Article - Tax - Property
(a) (1) Except for land that is actively devoted to farm or agricultural use, the supervisor:
(i) may value income producing real property by using the capitalization of income method or any other appropriate method of valuing the real property; and
(ii) shall consider an income method in valuing income producing commercial real property.
(2) For income producing single-family residential real property, the supervisor may value the property by using the same methods that are used for single-family residential real property that is owner-occupied.
(3) In determining the value of commercial real property developed under § 42 of the Internal Revenue Code, the supervisor:
(i) shall consider the impact of applicable rent restrictions, affordability requirements, or any other related restrictions required by § 42 of the Internal Revenue Code and any other federal, State, or local programs;
(ii) may not consider income tax credits under § 42 of the Internal Revenue Code as income attributable to the real property; and
(iii) may consider the replacement cost approach only if the value produced by the replacement cost approach is less than the value produced by the income approach for the property and it is reflective of the value of the real property.
(b) (1) The supervisor shall notify each owner of income producing real property to submit, under oath, on or before May 15 of each year, a current:
(i) income and expense statement for the real property, on the form that the Department requires; or
(ii) annual income and expense statement in another form that is acceptable to the Department.
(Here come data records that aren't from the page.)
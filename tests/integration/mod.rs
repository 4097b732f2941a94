//! Integration tests for docweave generation runs

mod cache_idempotence;
mod cli_logging;
mod config_loading;
mod event_stream;
mod scenarios;
mod scheduler_bounds;
mod stall_guard;
pub mod support;
mod text_properties;
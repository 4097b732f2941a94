//! Worker model selection and model-section affinity.

use parking_lot::Mutex;
use tracing::{debug, warn};

use crate::config::ModelSettings;
use crate::provider::ModelClientResolver;

/// Immutable candidate list with a locked rotation cursor.
#[derive(Debug)]
pub struct ModelPool {
    models: Vec<String>,
    cursor: Mutex<usize>,
}

impl ModelPool {
    /// Deduplicated pool. An empty list is replaced by `fallback`.
    pub fn new(models: Vec<String>, fallback: &str) -> Self {
        let mut unique: Vec<String> = Vec::new();
        for model in models {
            let model = model.trim().to_string();
            if !model.is_empty() && !unique.contains(&model) {
                unique.push(model);
            }
        }
        if unique.is_empty() {
            unique.push(fallback.to_string());
        }
        Self {
            models: unique,
            cursor: Mutex::new(0),
        }
    }

    /// Configured worker models, filtered to those the service reports as installed and
    /// capped at `max_worker_models`.
    pub async fn resolve(settings: &ModelSettings, resolver: &dyn ModelClientResolver) -> Self {
        let fallback = resolver.default_model().to_string();
        let candidates = if settings.worker_models.is_empty() {
            vec![fallback.clone()]
        } else {
            settings.worker_models.clone()
        };

        let mut available = Vec::new();
        for model in candidates {
            if available.len() >= settings.max_worker_models.max(1) {
                break;
            }
            let installed = match resolver.client_for(&model) {
                Ok(client) => client.has_model(&model).await.unwrap_or(false),
                Err(err) => {
                    warn!(model = %model, error = %err, "Worker model has no client");
                    false
                }
            };
            if installed {
                available.push(model);
            } else {
                debug!(model = %model, "Worker model not available; skipping");
            }
        }
        Self::new(available, &fallback)
    }

    pub fn models(&self) -> &[String] {
        &self.models
    }

    pub fn len(&self) -> usize {
        self.models.len()
    }

    pub fn is_empty(&self) -> bool {
        self.models.is_empty()
    }

    pub fn main(&self) -> &str {
        &self.models[0]
    }

    /// Round-robin rotation, safe to call from concurrent workers.
    pub fn next(&self) -> String {
        let mut cursor = self.cursor.lock();
        let model = self.models[*cursor % self.models.len()].clone();
        *cursor = (*cursor + 1) % self.models.len();
        model
    }
}

/// Static per-run assignment of sections to models.
#[derive(Debug, Clone, PartialEq, Eq)]
pub struct Affinity {
    main: String,
    support: Option<String>,
    keywords: Vec<String>,
}

impl Affinity {
    pub fn choose(pool: &ModelPool, settings: &ModelSettings) -> Self {
        let support = settings
            .support_model
            .clone()
            .filter(|m| pool.models().contains(m))
            .or_else(|| pool.models().get(1).cloned());
        Self {
            main: pool.main().to_string(),
            support,
            keywords: settings
                .support_keywords
                .iter()
                .map(|k| k.to_lowercase())
                .collect(),
        }
    }

    pub fn main(&self) -> &str {
        &self.main
    }

    pub fn model_for(&self, section_title: &str) -> &str {
        let title = section_title.to_lowercase();
        match &self.support {
            Some(support) if self.keywords.iter().any(|k| title.contains(k.as_str())) => support,
            _ => &self.main,
        }
    }

    /// Distinct models this assignment can use.
    pub fn distinct_models(&self) -> usize {
        match &self.support {
            Some(support) if support != &self.main => 2,
            _ => 1,
        }
    }
}

#[cfg(test)]
mod tests {
    use super::*;
    use std::sync::Arc;

    #[test]
    fn pool_deduplicates_and_falls_back() {
        let pool = ModelPool::new(vec!["a".into(), " a ".into(), "b".into()], "z");
        assert_eq!(pool.models(), ["a".to_string(), "b".to_string()]);
        let empty = ModelPool::new(vec![], "z");
        assert_eq!(empty.main(), "z");
    }

    #[test]
    fn rotation_cycles_under_concurrency() {
        let pool = Arc::new(ModelPool::new(vec!["a".into(), "b".into(), "c".into()], "z"));
        let handles: Vec<_> = (0..4)
            .map(|_| {
                let pool = pool.clone();
                std::thread::spawn(move || (0..30).map(|_| pool.next()).collect::<Vec<_>>())
            })
            .collect();
        let mut counts = std::collections::HashMap::new();
        for handle in handles {
            for model in handle.join().unwrap() {
                *counts.entry(model).or_insert(0) += 1;
            }
        }
        assert_eq!(counts["a"], 40);
        assert_eq!(counts["b"], 40);
        assert_eq!(counts["c"], 40);
    }

    #[test]
    fn support_sections_route_to_support_model() {
        let pool = ModelPool::new(vec!["main".into(), "helper".into()], "z");
        let affinity = Affinity::choose(&pool, &ModelSettings::default());
        assert_eq!(affinity.model_for("研究背景"), "helper");
        assert_eq!(affinity.model_for("References"), "helper");
        assert_eq!(affinity.model_for("系统设计"), "main");
        assert_eq!(affinity.distinct_models(), 2);

        let single = ModelPool::new(vec!["main".into()], "z");
        let affinity = Affinity::choose(&single, &ModelSettings::default());
        assert_eq!(affinity.model_for("背景"), "main");
        assert_eq!(affinity.distinct_models(), 1);
    }
}
//! Configuration sources, lowest precedence first.

pub mod environment;
pub mod global_file;
pub mod workspace_file;
//! Model-to-client resolution.
//!
//! Sections are assigned model identifiers, not clients. A resolver turns an identifier
//! into a shareable client; the default pool builds one client per model from the
//! configured provider profile and reuses it for the rest of the process.

use crate::error::ApiError;
use crate::provider::{ModelProviderClient, ProviderConfig, ProviderFactory};
use parking_lot::RwLock;
use std::collections::HashMap;
use std::sync::Arc;

/// Resolve a model identifier to a client.
pub trait ModelClientResolver: Send + Sync {
    fn client_for(&self, model: &str) -> Result<Arc<dyn ModelProviderClient>, ApiError>;

    /// Model used when no worker model list is configured.
    fn default_model(&self) -> &str;
}

/// Client pool over a single provider profile.
pub struct ProviderClientPool {
    config: ProviderConfig,
    clients: RwLock<HashMap<String, Arc<dyn ModelProviderClient>>>,
}

impl ProviderClientPool {
    pub fn new(config: ProviderConfig) -> Self {
        Self {
            config,
            clients: RwLock::new(HashMap::new()),
        }
    }

    pub fn config(&self) -> &ProviderConfig {
        &self.config
    }
}

impl ModelClientResolver for ProviderClientPool {
    fn client_for(&self, model: &str) -> Result<Arc<dyn ModelProviderClient>, ApiError> {
        if let Some(client) = self.clients.read().get(model) {
            return Ok(client.clone());
        }

        let provider = self.config.with_model(model).to_model_provider()?;
        let client: Arc<dyn ModelProviderClient> = Arc::from(ProviderFactory::create_client(&provider)?);

        let mut clients = self.clients.write();
        Ok(clients
            .entry(model.to_string())
            .or_insert(client)
            .clone())
    }

    fn default_model(&self) -> &str {
        &self.config.model
    }
}
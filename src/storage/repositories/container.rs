//! Containers group the secrets produced by an asymmetric generation.

use crate::domain::SecretStatus;
use crate::errors::{KeystashError, Result};
use crate::storage::DbPool;
use chrono::{DateTime, Utc};
use serde::{Deserialize, Serialize};
use sqlx::FromRow;
use tracing::instrument;

const CONTAINER_COLUMNS: &str =
    "id, project_id, name, container_type, status, creator_id, created_at";

#[derive(Debug, Clone, FromRow)]
struct ContainerRow {
    id: String,
    project_id: String,
    name: Option<String>,
    container_type: String,
    status: String,
    creator_id: Option<String>,
    created_at: DateTime<Utc>,
}

#[derive(Debug, Clone, PartialEq, Eq, Serialize, Deserialize, FromRow)]
pub struct ContainerMember {
    pub name: String,
    pub secret_id: String,
}

#[derive(Debug, Clone, PartialEq, Serialize, Deserialize)]
pub struct ContainerData {
    pub id: String,
    pub project_id: String,
    pub name: Option<String>,
    pub container_type: String,
    pub status: SecretStatus,
    pub creator_id: Option<String>,
    pub created_at: DateTime<Utc>,
    pub members: Vec<ContainerMember>,
}

#[derive(Debug, Clone)]
pub struct NewContainer {
    pub project_id: String,
    pub name: Option<String>,
    pub container_type: String,
    pub creator_id: Option<String>,
    pub members: Vec<ContainerMember>,
}

#[derive(Debug, Clone)]
pub struct ContainerRepository {
    pool: DbPool,
}

impl ContainerRepository {
    pub fn new(pool: DbPool) -> Self {
        Self { pool }
    }

    /// Insert the container and its members atomically.
    #[instrument(
        skip(self, request),
        fields(container_type = %request.container_type),
        name = "db_create_container"
    )]
    pub async fn create(&self, request: NewContainer) -> Result<ContainerData> {
        let id = uuid::Uuid::new_v4().to_string();
        let now = Utc::now();

        let mut tx = self
            .pool
            .begin()
            .await
            .map_err(|e| KeystashError::database(e, "Failed to begin container transaction"))?;

        sqlx::query(
            "INSERT INTO containers \
             (id, project_id, name, container_type, status, creator_id, created_at) \
             VALUES (?, ?, ?, ?, ?, ?, ?)",
        )
        .bind(&id)
        .bind(&request.project_id)
        .bind(&request.name)
        .bind(&request.container_type)
        .bind(SecretStatus::Active.as_str())
        .bind(&request.creator_id)
        .bind(now)
        .execute(&mut *tx)
        .await
        .map_err(|e| KeystashError::database(e, "Failed to create container"))?;

        for member in &request.members {
            sqlx::query(
                "INSERT INTO container_secrets (container_id, secret_id, name) VALUES (?, ?, ?)",
            )
            .bind(&id)
            .bind(&member.secret_id)
            .bind(&member.name)
            .execute(&mut *tx)
            .await
            .map_err(|e| {
                let context = format!("Failed to add container member '{}'", member.name);
                KeystashError::database(e, context)
            })?;
        }

        tx.commit()
            .await
            .map_err(|e| KeystashError::database(e, "Failed to commit container"))?;

        Ok(ContainerData {
            id,
            project_id: request.project_id,
            name: request.name,
            container_type: request.container_type,
            status: SecretStatus::Active,
            creator_id: request.creator_id,
            created_at: now,
            members: request.members,
        })
    }

    #[instrument(skip(self), name = "db_get_container")]
    pub async fn get(&self, project_id: &str, container_id: &str) -> Result<Option<ContainerData>> {
        let row = sqlx::query_as::<_, ContainerRow>(&format!(
            "SELECT {} FROM containers WHERE id = ? AND project_id = ?",
            CONTAINER_COLUMNS
        ))
        .bind(container_id)
        .bind(project_id)
        .fetch_optional(&self.pool)
        .await
        .map_err(|e| {
            KeystashError::database(e, format!("Failed to get container '{}'", container_id))
        })?;

        match row {
            Some(row) => Ok(Some(self.with_members(row).await?)),
            None => Ok(None),
        }
    }

    /// A page of the project's containers, newest first, plus the total count.
    #[instrument(skip(self), name = "db_list_containers")]
    pub async fn list(
        &self,
        project_id: &str,
        offset: i64,
        limit: i64,
    ) -> Result<(Vec<ContainerData>, i64)> {
        let total: i64 = sqlx::query_scalar("SELECT COUNT(*) FROM containers WHERE project_id = ?")
            .bind(project_id)
            .fetch_one(&self.pool)
            .await
            .map_err(|e| KeystashError::database(e, "Failed to count containers"))?;

        let rows = sqlx::query_as::<_, ContainerRow>(&format!(
            "SELECT {} FROM containers WHERE project_id = ? \
             ORDER BY created_at DESC, id LIMIT ? OFFSET ?",
            CONTAINER_COLUMNS
        ))
        .bind(project_id)
        .bind(limit)
        .bind(offset)
        .fetch_all(&self.pool)
        .await
        .map_err(|e| KeystashError::database(e, "Failed to list containers"))?;

        let mut containers = Vec::with_capacity(rows.len());
        for row in rows {
            containers.push(self.with_members(row).await?);
        }
        Ok((containers, total))
    }

    /// Delete a container; member links cascade, the secrets stay.
    #[instrument(skip(self), name = "db_delete_container")]
    pub async fn delete(&self, project_id: &str, container_id: &str) -> Result<bool> {
        let result = sqlx::query("DELETE FROM containers WHERE id = ? AND project_id = ?")
            .bind(container_id)
            .bind(project_id)
            .execute(&self.pool)
            .await
            .map_err(|e| {
                KeystashError::database(
                    e,
                    format!("Failed to delete container with ID '{}'", container_id),
                )
            })?;

        Ok(result.rows_affected() > 0)
    }

    async fn with_members(&self, row: ContainerRow) -> Result<ContainerData> {
        let members = sqlx::query_as::<_, ContainerMember>(
            "SELECT name, secret_id FROM container_secrets WHERE container_id = ? ORDER BY name",
        )
        .bind(&row.id)
        .fetch_all(&self.pool)
        .await
        .map_err(|e| KeystashError::database(e, "Failed to get container members"))?;

        Ok(ContainerData {
            status: row.status.parse().map_err(KeystashError::internal)?,
            id: row.id,
            project_id: row.project_id,
            name: row.name,
            container_type: row.container_type,
            creator_id: row.creator_id,
            created_at: row.created_at,
            members,
        })
    }
}
//! Axum middleware for tenancy and request metrics.

use axum::{
    body::Body,
    extract::MatchedPath,
    http::{HeaderName, Method, Request},
    middleware::Next,
    response::Response,
};
use std::time::Instant;
use tracing::{debug, warn};

use crate::api::error::ApiError;
use crate::observability::MetricsRecorder;

/// Header naming the caller's project
pub static PROJECT_ID_HEADER: HeaderName = HeaderName::from_static("x-project-id");

/// External project id of the caller, inserted by [`require_project`]
#[derive(Debug, Clone, PartialEq, Eq)]
pub struct ProjectContext(pub String);

impl ProjectContext {
    pub fn id(&self) -> &str {
        &self.0
    }
}

/// Reject requests without a usable `X-Project-Id` header.
pub async fn require_project(mut request: Request<Body>, next: Next) -> Result<Response, ApiError> {
    if request.method() == Method::OPTIONS {
        return Ok(next.run(request).await);
    }

    let project = request
        .headers()
        .get(&PROJECT_ID_HEADER)
        .and_then(|value| value.to_str().ok())
        .map(str::trim)
        .filter(|value| !value.is_empty() && value.len() <= 255)
        .map(str::to_string);

    match project {
        Some(project) => {
            debug!(project_id = %project, "Resolved project");
            request.extensions_mut().insert(ProjectContext(project));
            Ok(next.run(request).await)
        }
        None => {
            warn!(path = %request.uri().path(), "Request without project id");
            Err(ApiError::unauthorized("Unauthorized: missing X-Project-Id header"))
        }
    }
}

/// Count and time every request by matched route.
pub async fn track_metrics(request: Request<Body>, next: Next) -> Response {
    let started = Instant::now();
    let method = request.method().clone();
    let route = request
        .extensions()
        .get::<MatchedPath>()
        .map(|path| path.as_str().to_string())
        .unwrap_or_else(|| "unmatched".to_string());

    let response = next.run(request).await;

    MetricsRecorder::new().record_http_request(
        method.as_str(),
        &route,
        response.status().as_u16(),
        started.elapsed().as_secs_f64(),
    );
    response
}
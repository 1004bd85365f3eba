//! Crypto plugin registry, configured by `[crypto] enabled_crypto_plugins`.

use super::{CryptoPlugin, PluginSupportType};
use crate::errors::Result;
use crate::plugin::multiple_backends::{narrow_to, MultipleBackends, PluginKind};
use crate::plugin::PluginError;
use std::sync::Arc;
use tracing::info;

#[derive(Default)]
pub struct CryptoPluginManager {
    plugins: Vec<Arc<dyn CryptoPlugin>>,
    multiple_backends: Option<Arc<MultipleBackends>>,
}

impl std::fmt::Debug for CryptoPluginManager {
    fn fmt(&self, f: &mut std::fmt::Formatter<'_>) -> std::fmt::Result {
        f.debug_struct("CryptoPluginManager")
            .field("plugins", &self.registered_plugins())
            .finish()
    }
}

impl CryptoPluginManager {
    pub fn new() -> Self {
        Self::default()
    }

    pub fn with_multiple_backends(mut self, backends: Arc<MultipleBackends>) -> Self {
        self.multiple_backends = Some(backends);
        self
    }

    pub fn register(&mut self, plugin: Arc<dyn CryptoPlugin>) {
        info!(plugin = plugin.name(), "Registering crypto plugin");
        self.plugins.retain(|p| p.name() != plugin.name());
        self.plugins.push(plugin);
    }

    pub fn registered_plugins(&self) -> Vec<String> {
        self.plugins.iter().map(|p| p.name().to_string()).collect()
    }

    pub fn is_empty(&self) -> bool {
        self.plugins.is_empty()
    }

    /// First applicable plugin supporting the operation.
    pub async fn get_plugin_store_generate(
        &self,
        support_type: PluginSupportType,
        algorithm: Option<&str>,
        bit_length: Option<u32>,
        mode: Option<&str>,
        project_id: Option<&str>,
    ) -> Result<Arc<dyn CryptoPlugin>> {
        if self.plugins.is_empty() {
            return Err(PluginError::CryptoPluginsNotConfigured.into());
        }

        let mut applicable = self.plugins.clone();
        if let Some(backends) = &self.multiple_backends {
            let wanted =
                backends.applicable_plugin_name(project_id, None, PluginKind::Crypto).await?;
            applicable = narrow_to(applicable, wanted, |p| p.name())?;
        }

        applicable
            .into_iter()
            .find(|p| p.supports(support_type, algorithm, bit_length, mode))
            .ok_or_else(|| {
                PluginError::CryptoUnsupportedOperation {
                    operation: format!(
                        "{} ({} {})",
                        support_type,
                        algorithm.unwrap_or("-"),
                        bit_length.map(|b| b.to_string()).unwrap_or_else(|| "-".into())
                    ),
                }
                .into()
            })
    }

    /// Plugin that bound an existing project KEK.
    pub fn get_plugin_retrieve(&self, plugin_name: &str) -> Result<Arc<dyn CryptoPlugin>> {
        self.plugins
            .iter()
            .find(|p| p.name() == plugin_name)
            .cloned()
            .ok_or_else(|| {
                PluginError::CryptoPluginNotFound { name: plugin_name.to_string() }.into()
            })
    }
}

#[cfg(test)]
mod tests {
    use super::*;
    use crate::config::SimpleCryptoConfig;
    use crate::plugin::crypto::SimpleCryptoPlugin;

    fn simple() -> Arc<dyn CryptoPlugin> {
        Arc::new(SimpleCryptoPlugin::new(&SimpleCryptoConfig::default()).unwrap())
    }

    #[tokio::test]
    async fn empty_manager_reports_not_configured() {
        let manager = CryptoPluginManager::new();
        let err = manager
            .get_plugin_store_generate(PluginSupportType::EncryptDecrypt, None, None, None, None)
            .await
            .unwrap_err();
        assert!(matches!(err.as_plugin(), Some(PluginError::CryptoPluginsNotConfigured)));
    }

    #[tokio::test]
    async fn unsupported_generation_is_reported() {
        let mut manager = CryptoPluginManager::new();
        manager.register(simple());

        let plugin = manager
            .get_plugin_store_generate(PluginSupportType::EncryptDecrypt, None, None, None, None)
            .await
            .unwrap();
        assert_eq!(plugin.name(), "simple_crypto");

        let err = manager
            .get_plugin_store_generate(
                PluginSupportType::AsymmetricKeyGeneration,
                Some("ec"),
                Some(256),
                None,
                None,
            )
            .await
            .unwrap_err();
        assert!(matches!(err.as_plugin(), Some(PluginError::CryptoUnsupportedOperation { .. })));
    }

    #[test]
    fn retrieve_by_name() {
        let mut manager = CryptoPluginManager::new();
        manager.register(simple());
        manager.register(simple());
        assert_eq!(manager.registered_plugins(), vec!["simple_crypto"]);
        assert!(manager.get_plugin_retrieve("simple_crypto").is_ok());
        let err = manager.get_plugin_retrieve("p11_crypto").unwrap_err();
        assert!(matches!(err.as_plugin(), Some(PluginError::CryptoPluginNotFound { .. })));
    }
}
//! Test database utilities for in-library tests.
//!
//! Each [`TestDatabase`] is a private in-memory SQLite database with all
//! migrations applied, so tests are isolated without any external service.

use crate::config::DatabaseConfig;
use crate::storage::repositories::{ProjectData, ProjectRepository};
use crate::storage::{create_pool, DbPool};

/// External project id used by tests that need a single tenant
pub const TEST_PROJECT: &str = "test-project";

pub struct TestDatabase {
    pub pool: DbPool,
}

impl TestDatabase {
    pub async fn new() -> Self {
        let pool = create_pool(&DatabaseConfig::in_memory())
            .await
            .expect("in-memory database should open and migrate");
        Self { pool }
    }

    /// Create (or fetch) the project row for an external id.
    pub async fn project(&self, external_id: &str) -> ProjectData {
        ProjectRepository::new(self.pool.clone())
            .find_or_create(external_id)
            .await
            .expect("project row should be created")
    }
}
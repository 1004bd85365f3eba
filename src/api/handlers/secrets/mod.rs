//! Secret HTTP handlers
//!
//! Metadata responses never include the payload. The payload is served raw
//! from its own endpoint, rendered as the `Accept` type.

pub mod types;

pub use types::{
    secret_ref, CreateSecretRequest, ListSecretsQuery, SecretListResponse, SecretRefResponse,
    SecretResponse,
};

use axum::{
    body::Bytes,
    extract::{Path, Query, State},
    http::{header, HeaderMap, StatusCode},
    response::{IntoResponse, Response},
    Extension, Json,
};
use tracing::instrument;
use validator::Validate;
use zeroize::Zeroizing;

use crate::{
    api::{error::ApiError, middleware::ProjectContext, routes::ApiState},
    errors::Error,
    services::CreateSecret,
    storage::SecretListQuery,
};

fn header_value<'a>(
    headers: &'a HeaderMap,
    name: header::HeaderName,
) -> Result<Option<&'a str>, ApiError> {
    headers
        .get(&name)
        .map(|value| {
            value.to_str().map_err(|_| ApiError::bad_request(format!("Invalid {} header", name)))
        })
        .transpose()
}

#[instrument(skip(state, payload), fields(project_id = %project.id()))]
pub async fn create_secret_handler(
    State(state): State<ApiState>,
    Extension(project): Extension<ProjectContext>,
    Json(payload): Json<CreateSecretRequest>,
) -> Result<(StatusCode, Json<SecretRefResponse>), ApiError> {
    payload.validate().map_err(|err| ApiError::from(Error::from(err)))?;

    let request = CreateSecret {
        name: payload.name,
        secret_type: payload.secret_type,
        algorithm: payload.algorithm,
        bit_length: payload.bit_length,
        mode: payload.mode,
        expiration: payload.expiration,
        payload: payload.payload.map(|p| Zeroizing::new(p.into_bytes())),
        payload_content_type: payload.payload_content_type,
        payload_content_encoding: payload.payload_content_encoding,
    };

    let secret = state.secrets.store_secret(project.id(), request).await?;
    Ok((StatusCode::CREATED, Json(SecretRefResponse { secret_ref: secret_ref(&secret.id) })))
}

#[instrument(skip(state), fields(project_id = %project.id()))]
pub async fn list_secrets_handler(
    State(state): State<ApiState>,
    Extension(project): Extension<ProjectContext>,
    Query(query): Query<ListSecretsQuery>,
) -> Result<Json<SecretListResponse>, ApiError> {
    let (offset, limit) = (query.offset(), query.limit());
    let (secrets, total) = state
        .secrets
        .list_secrets(project.id(), &SecretListQuery { offset, limit, name: query.name })
        .await?;
    Ok(Json(SecretListResponse::page(secrets, total, offset, limit)))
}

#[instrument(skip(state), fields(project_id = %project.id()))]
pub async fn get_secret_handler(
    State(state): State<ApiState>,
    Extension(project): Extension<ProjectContext>,
    Path(id): Path<String>,
) -> Result<Json<SecretResponse>, ApiError> {
    let view = state.secrets.get_secret(project.id(), &id).await?;
    Ok(Json(SecretResponse::from(view)))
}

#[instrument(skip(state, headers), fields(project_id = %project.id()))]
pub async fn get_secret_payload_handler(
    State(state): State<ApiState>,
    Extension(project): Extension<ProjectContext>,
    Path(id): Path<String>,
    headers: HeaderMap,
) -> Result<Response, ApiError> {
    let accept = header_value(&headers, header::ACCEPT)?;
    let payload = state.secrets.get_secret_payload(project.id(), &id, accept).await?;

    let body = payload.data.to_vec();
    Ok(([(header::CONTENT_TYPE, payload.content_type)], body).into_response())
}

#[instrument(skip(state, headers, body), fields(project_id = %project.id(), size = body.len()))]
pub async fn put_secret_payload_handler(
    State(state): State<ApiState>,
    Extension(project): Extension<ProjectContext>,
    Path(id): Path<String>,
    headers: HeaderMap,
    body: Bytes,
) -> Result<StatusCode, ApiError> {
    let content_type = header_value(&headers, header::CONTENT_TYPE)?
        .ok_or_else(|| ApiError::bad_request("Content-Type header is required"))?;
    let content_encoding = header_value(&headers, header::CONTENT_ENCODING)?;

    state
        .secrets
        .put_payload(project.id(), &id, &body, content_type, content_encoding)
        .await?;
    Ok(StatusCode::NO_CONTENT)
}

#[instrument(skip(state), fields(project_id = %project.id()))]
pub async fn delete_secret_handler(
    State(state): State<ApiState>,
    Extension(project): Extension<ProjectContext>,
    Path(id): Path<String>,
) -> Result<StatusCode, ApiError> {
    state.secrets.delete_secret(project.id(), &id).await?;
    Ok(StatusCode::NO_CONTENT)
}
(2) For income producing real property that has a value in excess of $5,000,000 as listed on the assessment roll, the supervisor shall designate properties for which the owner must provide income and expense information or be subject to a penalty under subsection (e) of this section for failure to provide the information.
(3) For income producing real property that is designated under paragraph (2) of this subsection, the supervisor shall:
(i) include in the notice a statement that a penalty may be assessed under subsection (e) of this section if the owner of real property valued at over $5,000,000 fails to file the income and expense information required under this subsection; and
(ii) send the notice to the owner as determined from the assessment rolls or the owner’s registered agent by:
1. first–class certified mail; or
2. e–mail, if within the past 3 years the recipient has provided to the Department an e–mail address and requested to receive the notices by e–mail.
(c) (1) For income producing real property that has a value in excess of $5,000,000 as listed on the assessment roll that is designated under subsection (b)(2) of this section, if the income and expense statement required under subsection (b) of this section is not received by May 15, the Department shall notify the owner that the statement has not been received and that if the statement is still not received by June 15, the penalty specified in subsection (e) of this section will be assessed.
(2) The Department shall send the notice required under paragraph (1) of this subsection to the owner by:
(i) first–class certified mail; or
(ii) e–mail, if within the past 3 years the recipient has provided to the Department an e–mail address and requested to receive the notices by e–mail.
(3) For property other than the property described in paragraph (1) of this subsection, upon request, an extension of up to 30 days may be granted by the supervisor for the filing required by subsection (b) of this section.
(d) The supervisor is not required to accept the expenses or depreciation claimed by the owner and may use other methods to determine these amounts.
(e) (1) This subsection applies only to income producing real property that has a value in excess of $5,000,000 as listed on the assessment roll that is designated under subsection (b)(2) of this section.
(2) If an owner of income producing real property fails to submit income and expense information as required by subsection (b) of this section, by June 15, the supervisor shall assess on the owner of the real property a penalty of $100 per day up to a maximum equal to 0.1% of the value of the property listed on the assessment roll.
(3) The supervisor shall notify the collector of the county in which the property is located of assessment of a penalty.
(4) The collector shall collect the penalty imposed under this subsection and shall remit the penalty to the State Comptroller.
(5) The penalty imposed under this subsection may be waived by the supervisor for good cause.
(6) If the penalty imposed under this subsection is a direct “pass-through” to a lessee, the lessee shall have a right to recover that amount from the owner.
(f) When requested by the supervisor for valuation purposes, an officer or employee of any county or municipal corporation may provide to the supervisor the amount of income or any particulars disclosed in any tax return filed with the county or municipal corporation.